(Stored items)
__________
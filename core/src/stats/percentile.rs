//! Response time percentiles

use serde::{Deserialize, Serialize};

/// Response time percentiles (all values in milliseconds)
#[derive(Debug, Clone, Copy, PartialEq, Serialize, Deserialize, Default)]
pub struct ResponseTimePercentiles {
    /// Minimum value
    pub min: f64,
    /// 50th percentile (median)
    pub p50: f64,
    /// 66th percentile
    pub p66: f64,
    /// 75th percentile
    pub p75: f64,
    /// 90th percentile
    pub p90: f64,
    /// 95th percentile
    pub p95: f64,
    /// 99th percentile
    pub p99: f64,
    /// Maximum value
    pub max: f64,
    /// Mean value
    pub mean: f64,
}

impl ResponseTimePercentiles {
    /// Calculate percentiles from unsorted samples
    pub fn from_samples<'a, I>(samples: I) -> Self
    where
        I: IntoIterator<Item = &'a f64>,
    {
        let mut sorted: Vec<f64> = samples.into_iter().copied().collect();
        if sorted.is_empty() {
            return Self::default();
        }
        sorted.sort_by(|a, b| a.partial_cmp(b).unwrap_or(std::cmp::Ordering::Equal));

        let len = sorted.len();
        Self {
            min: sorted[0],
            p50: percentile(&sorted, 0.50),
            p66: percentile(&sorted, 0.66),
            p75: percentile(&sorted, 0.75),
            p90: percentile(&sorted, 0.90),
            p95: percentile(&sorted, 0.95),
            p99: percentile(&sorted, 0.99),
            max: sorted[len - 1],
            mean: sorted.iter().sum::<f64>() / len as f64,
        }
    }
}

/// Percentile of sorted values using linear interpolation
pub fn percentile(sorted: &[f64], p: f64) -> f64 {
    match sorted.len() {
        0 => 0.0,
        1 => sorted[0],
        len => {
            let idx = p.clamp(0.0, 1.0) * (len - 1) as f64;
            let lower = idx.floor() as usize;
            let upper = idx.ceil() as usize;
            let frac = idx - lower as f64;
            sorted[lower] * (1.0 - frac) + sorted[upper.min(len - 1)] * frac
        }
    }
}

/// Cumulative response time histogram
///
/// HdrHistogram keeps memory constant regardless of run length; values are
/// stored in microseconds.
#[derive(Debug, Clone)]
pub struct ResponseTimeHistogram {
    histogram: hdrhistogram::Histogram<u64>,
}

impl ResponseTimeHistogram {
    /// Microsecond precision, max 1 hour
    pub fn new() -> Self {
        let histogram = hdrhistogram::Histogram::new_with_bounds(1, 3_600_000_000, 3)
            .expect("static histogram bounds are valid");
        Self { histogram }
    }

    /// Record a value in milliseconds; out of range values saturate
    pub fn record_ms(&mut self, ms: f64) {
        let micros = (ms.max(0.0) * 1000.0) as u64;
        self.histogram.saturating_record(micros.max(1));
    }

    /// Number of recorded values
    pub fn len(&self) -> u64 {
        self.histogram.len()
    }

    /// Whether nothing was recorded
    pub fn is_empty(&self) -> bool {
        self.histogram.is_empty()
    }

    /// Percentiles over everything recorded since the last reset
    pub fn percentiles(&self) -> ResponseTimePercentiles {
        if self.histogram.is_empty() {
            return ResponseTimePercentiles::default();
        }

        let at = |q: f64| self.histogram.value_at_quantile(q) as f64 / 1000.0;
        ResponseTimePercentiles {
            min: self.histogram.min() as f64 / 1000.0,
            p50: at(0.50),
            p66: at(0.66),
            p75: at(0.75),
            p90: at(0.90),
            p95: at(0.95),
            p99: at(0.99),
            max: self.histogram.max() as f64 / 1000.0,
            mean: self.histogram.mean() / 1000.0,
        }
    }

    /// Reset the histogram
    pub fn reset(&mut self) {
        self.histogram.reset();
    }
}

impl Default for ResponseTimeHistogram {
    fn default() -> Self {
        Self::new()
    }
}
__________
◆ **The task**
Please reproduce each entry above exactly as it reads.

◆ **Exercise result**
filename core/src/stats/percentile.rs
//! Response time percentiles

use serde::{Deserialize, Serialize};

/// Response time percentiles (all values in milliseconds)
#[derive(Debug, Clone, Copy, PartialEq, Serialize, Deserialize, Default)]
pub struct ResponseTimePercentiles {
    /// Minimum value
    pub min: f64,
    /// 50th percentile (median)
    pub p50: f64,
    /// 66th percentile
    pub p66: f64,
    /// 75th percentile
    pub p75: f64,
    /// 90th percentile
    pub p90: f64,
    /// 95th percentile
    pub p95: f64,
    /// 99th percentile
    pub p99: f64,
    /// Maximum value
    pub max: f64,
    /// Mean value
    pub mean: f64,
}

impl ResponseTimePercentiles {
    /// Calculate percentiles from unsorted samples
    pub fn from_samples<'a, I>(samples: I) -> Self
    where
        I: IntoIterator<Item = &'a f64>,
    {
        let mut sorted: Vec<f64> = samples.into_iter().copied().collect();
        if sorted.is_empty() {
            return Self::default();
        }
        sorted.sort_by(|a, b| a.partial_cmp(b).unwrap_or(std::cmp::Ordering::Equal));

        let len = sorted.len();
        Self {
            min: sorted[0],
            p50: percentile(&sorted, 0.50),
            p66: percentile(&sorted, 0.66),
            p75: percentile(&sorted, 0.75),
            p90: percentile(&sorted, 0.90),
            p95: percentile(&sorted, 0.95),
            p99: percentile(&sorted, 0.99),
            max: sorted[len - 1],
            mean: sorted.iter().sum::<f64>() / len as f64,
        }
    }
}

/// Percentile of sorted values using linear interpolation
pub fn percentile(sorted: &[f64], p: f64) -> f64 {
    match sorted.len() {
        0 => 0.0,
        1 => sorted[0],
        len => {
            let idx = p.clamp(0.0, 1.0) * (len - 1) as f64;
            let lower = idx.floor() as usize;
            let upper = idx.ceil() as usize;
            let frac = idx - lower as f64;
            sorted[lower] * (1.0 - frac) + sorted[upper.min(len - 1)] * frac
        }
    }
}

/// Cumulative response time histogram
///
/// HdrHistogram keeps memory constant regardless of run length; values are
/// stored in microseconds.
#[derive(Debug, Clone)]
pub struct ResponseTimeHistogram {
    histogram: hdrhistogram::Histogram<u64>,
}

impl ResponseTimeHistogram {
    /// Microsecond precision, max 1 hour
    pub fn new() -> Self {
        let histogram = hdrhistogram::Histogram::new_with_bounds(1, 3_600_000_000, 3)
            .expect("static histogram bounds are valid");
        Self { histogram }
    }

    /// Record a value in milliseconds; out of range values saturate
    pub fn record_ms(&mut self, ms: f64) {
        let micros = (ms.max(0.0) * 1000.0) as u64;
        self.histogram.saturating_record(micros.max(1));
    }

    /// Number of recorded values
    pub fn len(&self) -> u64 {
        self.histogram.len()
    }

    /// Whether nothing was recorded
    pub fn is_empty(&self) -> bool {
        self.histogram.is_empty()
    }

    /// Percentiles over everything recorded since the last reset
    pub fn percentiles(&self) -> ResponseTimePercentiles {
        if self.histogram.is_empty() {
            return ResponseTimePercentiles::default();
        }

        let at = |q: f64| self.histogram.value_at_quantile(q) as f64 / 1000.0;
        ResponseTimePercentiles {
            min: self.histogram.min() as f64 / 1000.0,
            p50: at(0.50),
            p66: at(0.66),
            p75: at(0.75),
            p90: at(0.90),
            p95: at(0.95),
            p99: at(0.99),
            max: self.histogram.max() as f64 / 1000.0,
            mean: self.histogram.mean() / 1000.0,
        }
    }

    /// Reset the histogram
    pub fn reset(&mut self) {
        self.histogram.reset();
    }
}

impl Default for ResponseTimeHistogram {
    fn default() -> Self {
        Self::new()
    }
}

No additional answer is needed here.